Synthetic epitopes as enriched targets for therapeutics development in cobra bites treatment

Cobra envenomation is among the commonest causes of high morbidity and mortality rates. Dermonecrosis is the major clinical macroscopic observation in cobra bites that often leaves suffer from permanent deformity due to amputation or chronic ulceration. Cytotoxin, one of the most abundant toxins in cobra venoms, is responsible for dermonecrosis. There are limited effective treatments against dermonecrosis because cytotoxin has lower immunogenicity, and sequence diversity among cytotoxins has been observed. This local effect thus ends up in sequelae. Venom toxin neutralisation requires the recognition of toxins’ epitopes.

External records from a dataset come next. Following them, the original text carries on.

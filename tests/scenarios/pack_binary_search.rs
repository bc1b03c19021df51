//! Pack index lookups stay within the binary-search comparison bound

use std::collections::HashMap;

use agmem::artifacts::objects::object::hash_payload;
use agmem::artifacts::objects::object_type::ObjectType;
use agmem::artifacts::pack::reader::PackReader;
use agmem::artifacts::pack::writer::{PackInput, PackWriter};
use bytes::Bytes;
use pretty_assertions::assert_eq;

const BLOB_COUNT: usize = 10_000;

fn build_pack(dir: &std::path::Path) -> (Vec<PackInput>, PackReader) {
    let objects: Vec<PackInput> = (0..BLOB_COUNT)
        .map(|n| {
            let payload = format!("episodic entry number {n}: routine heartbeat event\n");
            PackInput {
                oid: hash_payload(ObjectType::Blob, payload.as_bytes()),
                kind: ObjectType::Blob,
                payload: Bytes::from(payload),
            }
        })
        .collect();

    let writer = PackWriter::new(true, 16);
    let written = writer.write(dir, &objects, &HashMap::new()).unwrap();
    let reader = PackReader::open(&written.pack_path).unwrap();
    (objects, reader)
}

#[test]
fn every_object_is_found_within_the_comparison_bound() {
    let dir = assert_fs::TempDir::new().unwrap();
    let (objects, reader) = build_pack(dir.path());
    assert_eq!(reader.len(), BLOB_COUNT);

    // ceil(log2(10_000)) = 14
    let bound = (BLOB_COUNT as f64).log2().ceil() as u32;
    let mut worst = 0u32;

    for object in &objects {
        let (offset, comparisons) = reader.search(&object.oid);
        assert!(offset.is_some(), "object {} not found", object.oid);
        worst = worst.max(comparisons);
    }

    assert!(
        worst <= bound,
        "worst lookup took {worst} comparisons, bound is {bound}"
    );
}

#[test]
fn every_object_reads_back_bitwise_equal() {
    let dir = assert_fs::TempDir::new().unwrap();
    let (objects, reader) = build_pack(dir.path());

    for object in objects.iter().step_by(97) {
        let (kind, payload) = reader.get(&object.oid).unwrap().unwrap();
        assert_eq!(kind, ObjectType::Blob);
        assert_eq!(payload, object.payload);
    }
}

#[test]
fn absent_lookups_also_respect_the_bound() {
    let dir = assert_fs::TempDir::new().unwrap();
    let (_, reader) = build_pack(dir.path());

    let bound = (BLOB_COUNT as f64).log2().ceil() as u32;
    for n in 0..100u32 {
        let absent = hash_payload(ObjectType::Blob, format!("missing {n}").as_bytes());
        let (offset, comparisons) = reader.search(&absent);
        assert!(offset.is_none());
        assert!(comparisons <= bound);
    }
}
//! Data structures and algorithms
//!
//! - `objects`: content-addressed object types (blob, tree, commit)
//! - `branch`: ref names and revision expressions
//! - `index`: staging entry types and binary format constants
//! - `log`: commit history traversal
//! - `merge`: LCA finding and memory-type-aware three-way merge
//! - `pack`: pack files, side indices, delta codec
//! - `similarity`: tiered delta-candidate selection
//! - `crypto`: Merkle trees, Ed25519 signing, encryption at rest
//! - `audit`: hash-chained operation journal
//! - `trust`: key trust levels
//! - `remote`: transport abstraction and fetch/push protocol
//! - `gc`: mark-and-sweep reachability
//! - `fsck`: end-to-end integrity verification
//! - `memory`: memory-class derivation
//! - `config`: enumerated repository configuration

pub mod audit;
pub mod branch;
pub mod config;
pub mod crypto;
pub mod fsck;
pub mod gc;
pub mod index;
pub mod log;
pub mod memory;
pub mod merge;
pub mod objects;
pub mod pack;
pub mod remote;
pub mod similarity;
pub mod trust;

Therefore, this study aimed to characterise the empirical epitope properties of cytotoxin by immunoinformatics and mass spectrometry (MS) peptide mapping. The findings disclosed four regions corresponding to the epitope sites of cytotoxin. It is interesting that these epitopes were situated at the functional sites of the toxin. The epitope peptides of cytotoxin can be used as synthetic and rationalised enriched targets for new biotherapeutics development. This is a proof-of-concept for translational development of toxin-targeted therapeutics from the laboratory bench and advancing to preclinical efficacy testing.